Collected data
==*==

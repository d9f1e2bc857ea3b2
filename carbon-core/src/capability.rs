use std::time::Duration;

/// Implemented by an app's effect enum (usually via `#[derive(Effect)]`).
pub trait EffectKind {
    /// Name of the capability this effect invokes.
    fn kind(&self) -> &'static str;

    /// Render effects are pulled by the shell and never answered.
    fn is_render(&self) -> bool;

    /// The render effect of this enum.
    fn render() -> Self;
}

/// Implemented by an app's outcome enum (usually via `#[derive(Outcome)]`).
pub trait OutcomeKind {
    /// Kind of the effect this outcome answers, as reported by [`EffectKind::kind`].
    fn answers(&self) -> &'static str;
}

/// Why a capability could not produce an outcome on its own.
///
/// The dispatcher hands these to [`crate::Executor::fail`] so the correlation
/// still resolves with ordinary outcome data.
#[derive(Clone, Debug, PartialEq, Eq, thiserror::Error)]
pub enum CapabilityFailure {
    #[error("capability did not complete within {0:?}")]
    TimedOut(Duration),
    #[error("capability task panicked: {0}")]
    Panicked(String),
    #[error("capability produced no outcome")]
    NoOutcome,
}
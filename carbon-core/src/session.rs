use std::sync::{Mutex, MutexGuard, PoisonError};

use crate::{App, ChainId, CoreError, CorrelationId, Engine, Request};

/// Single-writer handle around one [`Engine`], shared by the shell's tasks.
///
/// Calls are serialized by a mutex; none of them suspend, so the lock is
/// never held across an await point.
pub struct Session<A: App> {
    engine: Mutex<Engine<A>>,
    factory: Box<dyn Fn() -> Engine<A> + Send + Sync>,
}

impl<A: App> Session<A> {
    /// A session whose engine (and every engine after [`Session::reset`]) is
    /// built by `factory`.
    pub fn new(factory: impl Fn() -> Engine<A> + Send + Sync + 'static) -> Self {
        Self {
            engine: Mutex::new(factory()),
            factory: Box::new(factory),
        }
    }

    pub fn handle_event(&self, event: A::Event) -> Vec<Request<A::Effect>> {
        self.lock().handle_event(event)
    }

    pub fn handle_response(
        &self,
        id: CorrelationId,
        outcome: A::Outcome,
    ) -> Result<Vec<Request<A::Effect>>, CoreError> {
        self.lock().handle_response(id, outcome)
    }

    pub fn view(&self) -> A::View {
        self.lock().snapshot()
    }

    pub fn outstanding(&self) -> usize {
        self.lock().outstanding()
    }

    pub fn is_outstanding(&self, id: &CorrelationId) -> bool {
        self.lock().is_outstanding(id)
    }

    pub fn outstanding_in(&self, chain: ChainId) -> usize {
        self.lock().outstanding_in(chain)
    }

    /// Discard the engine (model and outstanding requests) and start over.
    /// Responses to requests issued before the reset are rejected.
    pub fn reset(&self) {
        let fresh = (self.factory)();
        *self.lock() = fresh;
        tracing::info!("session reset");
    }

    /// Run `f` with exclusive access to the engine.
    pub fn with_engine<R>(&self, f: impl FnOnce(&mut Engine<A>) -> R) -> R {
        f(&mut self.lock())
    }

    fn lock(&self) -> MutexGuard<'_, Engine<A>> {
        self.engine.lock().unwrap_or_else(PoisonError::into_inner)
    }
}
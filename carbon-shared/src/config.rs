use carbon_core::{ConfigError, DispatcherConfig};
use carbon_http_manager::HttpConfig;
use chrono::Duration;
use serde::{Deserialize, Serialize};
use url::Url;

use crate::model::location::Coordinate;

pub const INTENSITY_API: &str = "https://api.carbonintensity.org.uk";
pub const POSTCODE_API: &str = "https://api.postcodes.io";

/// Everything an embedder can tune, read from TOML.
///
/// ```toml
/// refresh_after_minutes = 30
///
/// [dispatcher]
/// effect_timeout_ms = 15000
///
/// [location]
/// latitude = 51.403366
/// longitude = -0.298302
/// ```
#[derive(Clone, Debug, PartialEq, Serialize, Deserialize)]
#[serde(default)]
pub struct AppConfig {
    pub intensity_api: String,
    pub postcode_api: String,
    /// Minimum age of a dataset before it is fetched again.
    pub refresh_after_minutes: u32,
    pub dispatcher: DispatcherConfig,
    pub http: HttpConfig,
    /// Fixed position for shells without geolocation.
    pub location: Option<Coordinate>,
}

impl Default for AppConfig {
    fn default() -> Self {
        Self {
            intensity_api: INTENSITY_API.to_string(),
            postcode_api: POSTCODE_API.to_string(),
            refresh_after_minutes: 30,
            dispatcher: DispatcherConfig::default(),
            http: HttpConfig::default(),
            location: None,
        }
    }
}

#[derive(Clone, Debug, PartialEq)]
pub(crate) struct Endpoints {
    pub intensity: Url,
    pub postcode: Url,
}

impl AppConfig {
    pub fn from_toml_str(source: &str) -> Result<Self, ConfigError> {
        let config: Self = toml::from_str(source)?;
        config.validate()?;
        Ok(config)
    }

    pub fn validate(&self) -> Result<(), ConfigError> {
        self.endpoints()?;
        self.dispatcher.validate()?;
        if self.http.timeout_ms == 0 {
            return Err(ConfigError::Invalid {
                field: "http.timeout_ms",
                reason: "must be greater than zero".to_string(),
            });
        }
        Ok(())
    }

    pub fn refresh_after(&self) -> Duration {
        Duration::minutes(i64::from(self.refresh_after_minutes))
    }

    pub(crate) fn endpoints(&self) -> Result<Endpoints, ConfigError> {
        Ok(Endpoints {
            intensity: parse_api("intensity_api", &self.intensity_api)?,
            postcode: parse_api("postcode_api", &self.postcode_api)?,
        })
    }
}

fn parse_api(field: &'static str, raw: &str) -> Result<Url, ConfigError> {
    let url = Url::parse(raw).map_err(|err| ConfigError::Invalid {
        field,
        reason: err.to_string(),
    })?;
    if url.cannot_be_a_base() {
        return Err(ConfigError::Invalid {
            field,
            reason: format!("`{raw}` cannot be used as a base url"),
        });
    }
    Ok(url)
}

==*==

# EXERCISE REQUIREMENTS:
Begin at the line that has "pub trait OutcomeKind" in the entries above; stop after the line that has "A session whose". Transcribe exactly those lines and no others.

# EXERCISE RESULT:
pub trait OutcomeKind {
    /// Kind of the effect this outcome answers, as reported by [`EffectKind::kind`].
    fn answers(&self) -> &'static str;
}

/// Why a capability could not produce an outcome on its own.
///
/// The dispatcher hands these to [`crate::Executor::fail`] so the correlation
/// still resolves with ordinary outcome data.
#[derive(Clone, Debug, PartialEq, Eq, thiserror::Error)]
pub enum CapabilityFailure {
    #[error("capability did not complete within {0:?}")]
    TimedOut(Duration),
    #[error("capability task panicked: {0}")]
    Panicked(String),
    #[error("capability produced no outcome")]
    NoOutcome,
}
filename carbon-core/src/session.rs
use std::sync::{Mutex, MutexGuard, PoisonError};

use crate::{App, ChainId, CoreError, CorrelationId, Engine, Request};

/// Single-writer handle around one [`Engine`], shared by the shell's tasks.
///
/// Calls are serialized by a mutex; none of them suspend, so the lock is
/// never held across an await point.
pub struct Session<A: App> {
    engine: Mutex<Engine<A>>,
    factory: Box<dyn Fn() -> Engine<A> + Send + Sync>,
}

impl<A: App> Session<A> {
    /// A session whose engine (and every engine after [`Session::reset`]) is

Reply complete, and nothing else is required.